The PREMIER was not far out to count on this protective element, and it is still the fact that, if you approach Luzern carelessly, it is ninety-nine to one that you will spend the best years of your young life on that particular stretch of railway. But nowadays there is a back way round, by Basel. Be quite firm in asking for your ticket. If the ticket man says, “You mean Bale?” or, “You mean Basle?” say, “No, I don’t. I mean Basel.” You have me and my friend, Amtliches Schweizerisches Kursbuch, behind you. Stick firmly to your point, and by approaching Luzern from the North you will approach it by a real express which only takes two hours to do its sixty miles and hardly stops at all to take breath. So that finishes with Bern, as to the spelling of which, though you would personally like to see some more “e’s,” you now repose confidence in me. Would you like me to quote my authority?... All right; I won’t say it again if it frightens the children.

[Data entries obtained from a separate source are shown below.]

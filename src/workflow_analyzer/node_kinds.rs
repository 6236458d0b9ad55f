// model-linker/src/workflow_analyzer/node_kinds.rs

/// Loader node types whose model category is known up front. Every other
/// node type is `Unknown` and gets no category hint.
#[derive(Debug, Clone, Copy, PartialEq, Eq)]
pub enum NodeKind {
    CheckpointLoaderSimple,
    CheckpointLoader,
    UnClipCheckpointLoader,
    VaeLoader,
    LoraLoader,
    LoraLoaderModelOnly,
    UnetLoader,
    ControlNetLoader,
    ControlNetLoaderAdvanced,
    ClipVisionLoader,
    UpscaleModelLoader,
    HypernetworkLoader,
    EmbeddingLoader,
    Unknown,
}

impl NodeKind {
    pub fn from_type(node_type: &str) -> Self {
        match node_type {
            "CheckpointLoaderSimple" => NodeKind::CheckpointLoaderSimple,
            "CheckpointLoader" => NodeKind::CheckpointLoader,
            "unCLIPCheckpointLoader" => NodeKind::UnClipCheckpointLoader,
            "VAELoader" => NodeKind::VaeLoader,
            "LoraLoader" => NodeKind::LoraLoader,
            "LoraLoaderModelOnly" => NodeKind::LoraLoaderModelOnly,
            "UNETLoader" => NodeKind::UnetLoader,
            "ControlNetLoader" => NodeKind::ControlNetLoader,
            "ControlNetLoaderAdvanced" => NodeKind::ControlNetLoaderAdvanced,
            "CLIPVisionLoader" => NodeKind::ClipVisionLoader,
            "UpscaleModelLoader" => NodeKind::UpscaleModelLoader,
            "HypernetworkLoader" => NodeKind::HypernetworkLoader,
            "EmbeddingLoader" => NodeKind::EmbeddingLoader,
            _ => NodeKind::Unknown,
        }
    }

    /// Registry category this loader reads from.
    pub fn category_hint(self) -> Option<&'static str> {
        match self {
            NodeKind::CheckpointLoaderSimple
            | NodeKind::CheckpointLoader
            | NodeKind::UnClipCheckpointLoader => Some("checkpoints"),
            NodeKind::VaeLoader => Some("vae"),
            NodeKind::LoraLoader | NodeKind::LoraLoaderModelOnly => Some("loras"),
            // UNETLoader reads the unet folder, which the host files under diffusion_models.
            NodeKind::UnetLoader => Some("diffusion_models"),
            NodeKind::ControlNetLoader | NodeKind::ControlNetLoaderAdvanced => Some("controlnet"),
            NodeKind::ClipVisionLoader => Some("clip_vision"),
            NodeKind::UpscaleModelLoader => Some("upscale_models"),
            NodeKind::HypernetworkLoader => Some("hypernetworks"),
            NodeKind::EmbeddingLoader => Some("embeddings"),
            NodeKind::Unknown => None,
        }
    }
}

/// Shorthand for `NodeKind::from_type(node_type).category_hint()`.
pub fn category_hint_for(node_type: &str) -> Option<&'static str> {
    NodeKind::from_type(node_type).category_hint()
}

In the old days of Peace, Luzern was full of honeymoon couples, and, when Peace and honeymoons and all that sort of nonsense were put a stop to, it became full of German interned prisoners of war. It boasts many first-class hotels. One of them is patronised by the Greek ex-Royal Family. A little unfortunate; but still you cannot expect to come and enjoy yourself in Switzerland without the risk of running into an ex-Royal Family every corner you go round, and, what is more, a Royal Family that wouldn’t be ex-if it wasn’t for you. It is a very good hotel, and I recommend it for anyone who proposes just to pop over here.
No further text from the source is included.